- **EXERCISE GOAL**:
The listing below must be given again in full, exactly.
"""
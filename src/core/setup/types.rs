use serde_json::{Value, json};

use crate::core::error::{SetupError, SetupResult};
use crate::core::state::{StepState, StepStatus};

#[derive(Debug, Clone, Copy, PartialEq, Eq, Hash, PartialOrd, Ord)]
pub enum StepId {
    ConfigureEndpoint,
    HeartbeatFile,
    ScheduleTrigger,
    ActivationWatch,
    WalletAndRegister,
}

impl StepId {
    pub const ALL: [StepId; 5] = [
        StepId::ConfigureEndpoint,
        StepId::HeartbeatFile,
        StepId::ScheduleTrigger,
        StepId::ActivationWatch,
        StepId::WalletAndRegister,
    ];

    pub fn as_str(self) -> &'static str {
        match self {
            StepId::ConfigureEndpoint => "configure-endpoint",
            StepId::HeartbeatFile => "heartbeat-file",
            StepId::ScheduleTrigger => "schedule-trigger",
            StepId::ActivationWatch => "activation-watch",
            StepId::WalletAndRegister => "wallet-and-register",
        }
    }

    pub fn from_name(value: &str) -> Option<Self> {
        match value {
            "configure-endpoint" => Some(StepId::ConfigureEndpoint),
            "heartbeat-file" => Some(StepId::HeartbeatFile),
            "schedule-trigger" => Some(StepId::ScheduleTrigger),
            "activation-watch" => Some(StepId::ActivationWatch),
            "wallet-and-register" => Some(StepId::WalletAndRegister),
            _ => None,
        }
    }

    pub fn description(self) -> &'static str {
        match self {
            StepId::ConfigureEndpoint => "Configure the ClawFriend API endpoint",
            StepId::HeartbeatFile => "Merge ClawFriend tasks into HEARTBEAT.md",
            StepId::ScheduleTrigger => "Schedule the heartbeat job",
            StepId::ActivationWatch => "Install the activation monitor job",
            StepId::WalletAndRegister => "Create the wallet and register the agent",
        }
    }

    /// Steps that must succeed before anything else in the batch may start.
    pub fn is_gate(self) -> bool {
        self == StepId::ConfigureEndpoint
    }
}

/// Resolve requested names into steps, in request order and without
/// duplicates. Any unknown name fails the whole request.
pub fn resolve_steps<S: AsRef<str>>(names: &[S]) -> SetupResult<Vec<StepId>> {
    let mut steps = Vec::new();
    for name in names {
        let name = name.as_ref().trim();
        if name.is_empty() {
            continue;
        }
        let step =
            StepId::from_name(name).ok_or_else(|| SetupError::UnknownStep(name.to_string()))?;
        if !steps.contains(&step) {
            steps.push(step);
        }
    }
    if steps.is_empty() {
        return Err(SetupError::Validation("no steps requested".to_string()));
    }
    Ok(steps)
}

/// Parse the comma-separated list accepted by `run-steps`.
pub fn parse_step_list(list: &str) -> SetupResult<Vec<StepId>> {
    let names: Vec<&str> = list.split(',').collect();
    resolve_steps(&names)
}

#[derive(Debug, Clone, Copy, PartialEq, Eq)]
pub enum FailureReason {
    Validation,
    NameTaken,
    ExternalCall,
    Io,
}

impl FailureReason {
    pub fn as_str(self) -> &'static str {
        match self {
            FailureReason::Validation => "validation",
            FailureReason::NameTaken => "name_taken",
            FailureReason::ExternalCall => "external_call",
            FailureReason::Io => "io",
        }
    }
}

#[derive(Debug, Clone, PartialEq)]
pub enum StepOutcome {
    Done {
        message: String,
        data: Option<Value>,
    },
    Skipped {
        reason: String,
    },
    Failed {
        message: String,
        reason: FailureReason,
    },
    /// Not started because a gating step failed; the stored status stays pending.
    Blocked {
        by: StepId,
    },
}

impl StepOutcome {
    pub fn done(message: impl Into<String>) -> Self {
        StepOutcome::Done {
            message: message.into(),
            data: None,
        }
    }

    pub fn done_with(message: impl Into<String>, data: Value) -> Self {
        StepOutcome::Done {
            message: message.into(),
            data: Some(data),
        }
    }

    pub fn skipped(reason: impl Into<String>) -> Self {
        StepOutcome::Skipped {
            reason: reason.into(),
        }
    }

    pub fn from_error(err: SetupError) -> Self {
        let reason = match &err {
            SetupError::ToolUnavailable(_) => {
                return StepOutcome::Skipped {
                    reason: err.to_string(),
                };
            }
            SetupError::Conflict(_) => FailureReason::NameTaken,
            SetupError::Validation(_) | SetupError::UnknownStep(_) => FailureReason::Validation,
            SetupError::ExternalCall(_) => FailureReason::ExternalCall,
            SetupError::Io(_) | SetupError::Json(_) => FailureReason::Io,
        };
        StepOutcome::Failed {
            message: err.to_string(),
            reason,
        }
    }

    pub fn state(&self) -> StepState {
        match self {
            StepOutcome::Done { .. } => StepState::Done,
            StepOutcome::Skipped { .. } => StepState::Skipped,
            StepOutcome::Failed { .. } => StepState::Error,
            StepOutcome::Blocked { .. } => StepState::Pending,
        }
    }

    pub fn success(&self) -> bool {
        matches!(self, StepOutcome::Done { .. } | StepOutcome::Skipped { .. })
    }

    pub fn skipped_flag(&self) -> bool {
        matches!(self, StepOutcome::Skipped { .. })
    }

    pub fn message(&self) -> String {
        match self {
            StepOutcome::Done { message, .. } => message.clone(),
            StepOutcome::Skipped { reason } => reason.clone(),
            StepOutcome::Failed { message, .. } => message.clone(),
            StepOutcome::Blocked { by } => format!("not run: {} failed", by.as_str()),
        }
    }

    /// Persisted form of a finished outcome. `Blocked` has none.
    pub fn to_status(&self, step: StepId) -> Option<StepStatus> {
        let status = StepStatus::new(step.as_str(), self.state());
        match self {
            StepOutcome::Done { .. } | StepOutcome::Skipped { .. } => Some(status),
            StepOutcome::Failed { message, reason } => {
                Some(status.with_error(message.clone(), Some(reason.as_str())))
            }
            StepOutcome::Blocked { .. } => None,
        }
    }
}

#[derive(Debug, Clone, PartialEq)]
pub struct StepReport {
    pub step: StepId,
    pub outcome: StepOutcome,
}

impl StepReport {
    pub fn to_json(&self) -> Value {
        let mut obj = json!({
            "step": self.step.as_str(),
            "status": self.outcome.state().as_str(),
            "success": self.outcome.success(),
            "skipped": self.outcome.skipped_flag(),
            "message": self.outcome.message(),
        });
        match &self.outcome {
            StepOutcome::Failed { message, reason } => {
                obj["error"] = json!(message);
                obj["reason"] = json!(reason.as_str());
            }
            StepOutcome::Blocked { by } => {
                obj["blockedBy"] = json!(by.as_str());
            }
            StepOutcome::Done {
                data: Some(data), ..
            } => {
                obj["data"] = data.clone();
            }
            _ => {}
        }
        obj
    }
}

#[derive(Debug, Clone, Default, PartialEq)]
pub struct BatchReport {
    pub reports: Vec<StepReport>,
}

impl BatchReport {
    pub fn get(&self, step: StepId) -> Option<&StepOutcome> {
        self.reports
            .iter()
            .find(|r| r.step == step)
            .map(|r| &r.outcome)
    }

    pub fn all_succeeded(&self) -> bool {
        self.reports.iter().all(|r| r.outcome.success())
    }

    pub fn failed(&self) -> Vec<StepId> {
        self.reports
            .iter()
            .filter(|r| !r.outcome.success())
            .map(|r| r.step)
            .collect()
    }

    pub fn to_json(&self) -> Value {
        json!({
            "success": self.all_succeeded(),
            "steps": self.reports.iter().map(StepReport::to_json).collect::<Vec<_>>(),
        })
    }
}

#[derive(Debug, Clone, Default, PartialEq, Eq)]
pub struct SetupInputs {
    pub endpoint: Option<String>,
    pub identity_name: Option<String>,
}

impl SetupInputs {
    pub fn new(endpoint: Option<String>, identity_name: Option<String>) -> Self {
        let clean = |v: Option<String>| v.map(|s| s.trim().to_string()).filter(|s| !s.is_empty());
        Self {
            endpoint: clean(endpoint),
            identity_name: clean(identity_name),
        }
    }
}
"""
- **TASK ANSWER**:
filename src/core/setup/types.rs
use serde_json::{Value, json};

use crate::core::error::{SetupError, SetupResult};
use crate::core::state::{StepState, StepStatus};

#[derive(Debug, Clone, Copy, PartialEq, Eq, Hash, PartialOrd, Ord)]
pub enum StepId {
    ConfigureEndpoint,
    HeartbeatFile,
    ScheduleTrigger,
    ActivationWatch,
    WalletAndRegister,
}

impl StepId {
    pub const ALL: [StepId; 5] = [
        StepId::ConfigureEndpoint,
        StepId::HeartbeatFile,
        StepId::ScheduleTrigger,
        StepId::ActivationWatch,
        StepId::WalletAndRegister,
    ];

    pub fn as_str(self) -> &'static str {
        match self {
            StepId::ConfigureEndpoint => "configure-endpoint",
            StepId::HeartbeatFile => "heartbeat-file",
            StepId::ScheduleTrigger => "schedule-trigger",
            StepId::ActivationWatch => "activation-watch",
            StepId::WalletAndRegister => "wallet-and-register",
        }
    }

    pub fn from_name(value: &str) -> Option<Self> {
        match value {
            "configure-endpoint" => Some(StepId::ConfigureEndpoint),
            "heartbeat-file" => Some(StepId::HeartbeatFile),
            "schedule-trigger" => Some(StepId::ScheduleTrigger),
            "activation-watch" => Some(StepId::ActivationWatch),
            "wallet-and-register" => Some(StepId::WalletAndRegister),
            _ => None,
        }
    }

    pub fn description(self) -> &'static str {
        match self {
            StepId::ConfigureEndpoint => "Configure the ClawFriend API endpoint",
            StepId::HeartbeatFile => "Merge ClawFriend tasks into HEARTBEAT.md",
            StepId::ScheduleTrigger => "Schedule the heartbeat job",
            StepId::ActivationWatch => "Install the activation monitor job",
            StepId::WalletAndRegister => "Create the wallet and register the agent",
        }
    }

    /// Steps that must succeed before anything else in the batch may start.
    pub fn is_gate(self) -> bool {
        self == StepId::ConfigureEndpoint
    }
}

/// Resolve requested names into steps, in request order and without
/// duplicates. Any unknown name fails the whole request.
pub fn resolve_steps<S: AsRef<str>>(names: &[S]) -> SetupResult<Vec<StepId>> {
    let mut steps = Vec::new();
    for name in names {
        let name = name.as_ref().trim();
        if name.is_empty() {
            continue;
        }
        let step =
            StepId::from_name(name).ok_or_else(|| SetupError::UnknownStep(name.to_string()))?;
        if !steps.contains(&step) {
            steps.push(step);
        }
    }
    if steps.is_empty() {
        return Err(SetupError::Validation("no steps requested".to_string()));
    }
    Ok(steps)
}

/// Parse the comma-separated list accepted by `run-steps`.
pub fn parse_step_list(list: &str) -> SetupResult<Vec<StepId>> {
    let names: Vec<&str> = list.split(',').collect();
    resolve_steps(&names)
}

#[derive(Debug, Clone, Copy, PartialEq, Eq)]
pub enum FailureReason {
    Validation,
    NameTaken,
    ExternalCall,
    Io,
}

impl FailureReason {
    pub fn as_str(self) -> &'static str {
        match self {
            FailureReason::Validation => "validation",
            FailureReason::NameTaken => "name_taken",
            FailureReason::ExternalCall => "external_call",
            FailureReason::Io => "io",
        }
    }
}

#[derive(Debug, Clone, PartialEq)]
pub enum StepOutcome {
    Done {
        message: String,
        data: Option<Value>,
    },
    Skipped {
        reason: String,
    },
    Failed {
        message: String,
        reason: FailureReason,
    },
    /// Not started because a gating step failed; the stored status stays pending.
    Blocked {
        by: StepId,
    },
}

impl StepOutcome {
    pub fn done(message: impl Into<String>) -> Self {
        StepOutcome::Done {
            message: message.into(),
            data: None,
        }
    }

    pub fn done_with(message: impl Into<String>, data: Value) -> Self {
        StepOutcome::Done {
            message: message.into(),
            data: Some(data),
        }
    }

    pub fn skipped(reason: impl Into<String>) -> Self {
        StepOutcome::Skipped {
            reason: reason.into(),
        }
    }

    pub fn from_error(err: SetupError) -> Self {
        let reason = match &err {
            SetupError::ToolUnavailable(_) => {
                return StepOutcome::Skipped {
                    reason: err.to_string(),
                };
            }
            SetupError::Conflict(_) => FailureReason::NameTaken,
            SetupError::Validation(_) | SetupError::UnknownStep(_) => FailureReason::Validation,
            SetupError::ExternalCall(_) => FailureReason::ExternalCall,
            SetupError::Io(_) | SetupError::Json(_) => FailureReason::Io,
        };
        StepOutcome::Failed {
            message: err.to_string(),
            reason,
        }
    }

    pub fn state(&self) -> StepState {
        match self {
            StepOutcome::Done { .. } => StepState::Done,
            StepOutcome::Skipped { .. } => StepState::Skipped,
            StepOutcome::Failed { .. } => StepState::Error,
            StepOutcome::Blocked { .. } => StepState::Pending,
        }
    }

    pub fn success(&self) -> bool {
        matches!(self, StepOutcome::Done { .. } | StepOutcome::Skipped { .. })
    }

    pub fn skipped_flag(&self) -> bool {
        matches!(self, StepOutcome::Skipped { .. })
    }

    pub fn message(&self) -> String {
        match self {
            StepOutcome::Done { message, .. } => message.clone(),
            StepOutcome::Skipped { reason } => reason.clone(),
            StepOutcome::Failed { message, .. } => message.clone(),
            StepOutcome::Blocked { by } => format!("not run: {} failed", by.as_str()),
        }
    }

    /// Persisted form of a finished outcome. `Blocked` has none.
    pub fn to_status(&self, step: StepId) -> Option<StepStatus> {
        let status = StepStatus::new(step.as_str(), self.state());
        match self {
            StepOutcome::Done { .. } | StepOutcome::Skipped { .. } => Some(status),
            StepOutcome::Failed { message, reason } => {
                Some(status.with_error(message.clone(), Some(reason.as_str())))
            }
            StepOutcome::Blocked { .. } => None,
        }
    }
}

#[derive(Debug, Clone, PartialEq)]
pub struct StepReport {
    pub step: StepId,
    pub outcome: StepOutcome,
}

impl StepReport {
    pub fn to_json(&self) -> Value {
        let mut obj = json!({
            "step": self.step.as_str(),
            "status": self.outcome.state().as_str(),
            "success": self.outcome.success(),
            "skipped": self.outcome.skipped_flag(),
            "message": self.outcome.message(),
        });
        match &self.outcome {
            StepOutcome::Failed { message, reason } => {
                obj["error"] = json!(message);
                obj["reason"] = json!(reason.as_str());
            }
            StepOutcome::Blocked { by } => {
                obj["blockedBy"] = json!(by.as_str());
            }
            StepOutcome::Done {
                data: Some(data), ..
            } => {
                obj["data"] = data.clone();
            }
            _ => {}
        }
        obj
    }
}

#[derive(Debug, Clone, Default, PartialEq)]
pub struct BatchReport {
    pub reports: Vec<StepReport>,
}

impl BatchReport {
    pub fn get(&self, step: StepId) -> Option<&StepOutcome> {
        self.reports
            .iter()
            .find(|r| r.step == step)
            .map(|r| &r.outcome)
    }

    pub fn all_succeeded(&self) -> bool {
        self.reports.iter().all(|r| r.outcome.success())
    }

    pub fn failed(&self) -> Vec<StepId> {
        self.reports
            .iter()
            .filter(|r| !r.outcome.success())
            .map(|r| r.step)
            .collect()
    }

    pub fn to_json(&self) -> Value {
        json!({
            "success": self.all_succeeded(),
            "steps": self.reports.iter().map(StepReport::to_json).collect::<Vec<_>>(),
        })
    }
}

#[derive(Debug, Clone, Default, PartialEq, Eq)]
pub struct SetupInputs {
    pub endpoint: Option<String>,
    pub identity_name: Option<String>,
}

impl SetupInputs {
    pub fn new(endpoint: Option<String>, identity_name: Option<String>) -> Self {
        let clean = |v: Option<String>| v.map(|s| s.trim().to_string()).filter(|s| !s.is_empty());
        Self {
            endpoint: clean(endpoint),
            identity_name: clean(identity_name),
        }
    }
}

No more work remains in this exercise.